Antes da pandemia, ainda na era dos jornais impressos, escrevi para este mesmo caderno Pensar de A Gazeta um artigo sobre um DVD com a Sinfonia nº 2 de Mahler. Estávamos em 2011, ano do centenário da morte do artista. A conclusão foi algo assim: “Compositor cujo reconhecimento em vida se deu à custa de intenso trabalho e superação de duras críticas, Mahler dizia que seu tempo haveria de chegar.

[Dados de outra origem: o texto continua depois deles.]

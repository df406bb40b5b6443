//! Error types for session persistence

use thiserror::Error;

/// Database error types
#[derive(Error, Debug)]
pub enum Error {
    /// SQLx database error
    #[error("Database error: {0}")]
    Sqlx(#[from] sqlx::Error),

    /// Schema setup error
    #[error("Migration error: {0}")]
    Migration(String),

    /// IO error
    #[error("IO error: {0}")]
    Io(String),

    /// A stored value could not be decoded
    #[error("Invalid data: {0}")]
    InvalidData(String),

    /// Not found error
    #[error("Not found: {0}")]
    NotFound(String),
}

/// Result type alias for database operations
pub type Result<T> = std::result::Result<T, Error>;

Parafraseando o maestro Leonard Bernstein, em tempos marcados por holocaustos e massacres, pela persistente contradição entre o avanço das democracias e a manutenção das guerras e dos regimes ditatoriais e pela intensa resistência ao estabelecimento de uma sociedade igualitária, finalmente é possível ouvir a música de Mahler e entender que ele já antecipara tudo isso”.

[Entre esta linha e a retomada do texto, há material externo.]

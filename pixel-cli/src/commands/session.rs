//! Session commands - list and resume migration sessions

use std::path::PathBuf;

use clap::{ArgAction, Args};
use pixel_core::SettingsOverrides;
use pixel_db::Database;

use super::{Context, MigrateArgs};

/// List recent sessions
#[derive(Args, Debug)]
pub struct SessionListArgs {
    /// Number of sessions to show
    #[arg(
        short = 'n',
        long,
        default_value_t = 10,
        value_parser = clap::value_parser!(u32).range(1..)
    )]
    pub limit: u32,
}

/// Continue a migration under an existing session id
#[derive(Args, Debug)]
pub struct SessionResumeArgs {
    /// Session to resume; an unknown id starts a new session with that id
    pub session_id: String,

    /// Next.js project: a local path or an HTTP(S) git URL
    #[arg(long)]
    pub repo: String,

    /// Directory to write the Nuxt project into
    #[arg(long)]
    pub output: PathBuf,

    /// Consult the Nuxt knowledge tool while writing files
    #[arg(long, default_value_t = true, action = ArgAction::Set)]
    pub mcp: bool,
}

impl SessionListArgs {
    pub async fn execute(&self, ctx: &Context) -> anyhow::Result<()> {
        let settings = ctx.settings(SettingsOverrides::default())?;
        let Some(path) = settings.session.resolved_db_path() else {
            println!("Error: could not determine session database path");
            return Ok(());
        };

        if !path.exists() {
            println!("No sessions found.");
            return Ok(());
        }

        let db = Database::new(&path).await?;
        let sessions = db.sessions().list_recent(i64::from(self.limit)).await?;
        if sessions.is_empty() {
            println!("No sessions found.");
        } else {
            println!("Recent sessions:");
            for session in &sessions {
                let turns = db.turns().count(&session.session_id).await?;
                println!(
                    "  {}  updated {}  ({} turns)",
                    session.session_id,
                    session.updated_at.format("%Y-%m-%d %H:%M:%S UTC"),
                    turns
                );
            }
        }
        db.close().await;
        Ok(())
    }
}

impl SessionResumeArgs {
    pub async fn execute(&self, ctx: &Context) -> anyhow::Result<()> {
        MigrateArgs {
            repo: self.repo.clone(),
            output: self.output.clone(),
            mcp: self.mcp,
            session_id: Some(self.session_id.clone()),
            max_fix_attempts: None,
            validate_command: None,
        }
        .execute(ctx)
        .await
    }
}
//! File tools scoped to a base directory

use std::path::{Path, PathBuf};

use tracing::debug;

use crate::plan::is_safe_target;
use crate::{Error, Result};

/// Join `relative` onto `base`, refusing anything that would leave `base`
pub fn resolve_within(base: &Path, relative: &str) -> Result<PathBuf> {
    if !is_safe_target(relative) {
        return Err(Error::Plan(format!(
            "Refusing to write outside {}: {}",
            base.display(),
            relative
        )));
    }
    Ok(base.join(relative.trim().replace('\\', "/")))
}

/// Write `contents` to `base/relative`, creating parent directories
pub fn write_file(base: &Path, relative: &str, contents: &str) -> Result<PathBuf> {
    let path = resolve_within(base, relative)?;
    if let Some(parent) = path.parent() {
        std::fs::create_dir_all(parent)?;
    }
    std::fs::write(&path, contents)?;
    debug!(path = %path.display(), bytes = contents.len(), "Wrote file");
    Ok(path)
}

/// Copy `source_root/source` to `base/target` byte for byte
pub fn copy_file(source_root: &Path, source: &str, base: &Path, target: &str) -> Result<PathBuf> {
    let from = resolve_within(source_root, source)?;
    let to = resolve_within(base, target)?;
    if let Some(parent) = to.parent() {
        std::fs::create_dir_all(parent)?;
    }
    std::fs::copy(&from, &to)?;
    debug!(from = %from.display(), to = %to.display(), "Copied file");
    Ok(to)
}

#[cfg(test)]
mod tests {
    use super::*;
    use tempfile::TempDir;

    #[test]
    fn test_write_creates_parents() {
        let dir = TempDir::new().unwrap();
        let path = write_file(dir.path(), "pages/blog/[slug].vue", "<template/>").unwrap();
        assert_eq!(std::fs::read_to_string(path).unwrap(), "<template/>");
    }

    #[test]
    fn test_write_rejects_escape() {
        let dir = TempDir::new().unwrap();
        assert!(write_file(dir.path(), "../outside.txt", "x").is_err());
        assert!(write_file(dir.path(), "/tmp/abs.txt", "x").is_err());
    }

    #[test]
    fn test_copy_is_byte_exact() {
        let src = TempDir::new().unwrap();
        let out = TempDir::new().unwrap();
        let bytes = [0u8, 159, 146, 150, 255];
        std::fs::create_dir_all(src.path().join("public")).unwrap();
        std::fs::write(src.path().join("public/favicon.ico"), bytes).unwrap();

        let to = copy_file(src.path(), "public/favicon.ico", out.path(), "public/favicon.ico")
            .unwrap();
        assert_eq!(std::fs::read(to).unwrap(), bytes);
    }
}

Após a pandemia, na vigência de dezenas de conflitos armados em andamento ao redor do mundo, é possível reafirmar em 2024: o tempo de Mahler, definitivamente, chegou.

SERVIÇO

  • Dias: 17 e 18 de abril de 2024
  • Horário: 20h
  • Local: Sesc Glória, Avenida Jerônimo Monteiro, 428 - Centro, Vitória - ES, Brasil

Orquestra Sinfônica do Espírito Santo - Oses

Helder Trefzger, regente

Repertório:

Marcelo Rauta: Fragmentos Mahlerianos.

Allegretto

Gustav Mahler: Sinfonia n.° 1, “Titan”.

  1. Langsam, Schleppend
  2. Kräftig bewegt, doch nicht zu schnell
  3. Feierlich und gemessen, ohne zu schleppen
  4. Stürmisch bewegt

Ingressos:

  • R$ 20 (inteira)
  • R$ 15 (conveniado)
  • R$ 12 (cartão-empresário)
  • R$ 10 (meia-entrada e comerciário)
  • R$ 10 + 1kg de alimento (meia solidária)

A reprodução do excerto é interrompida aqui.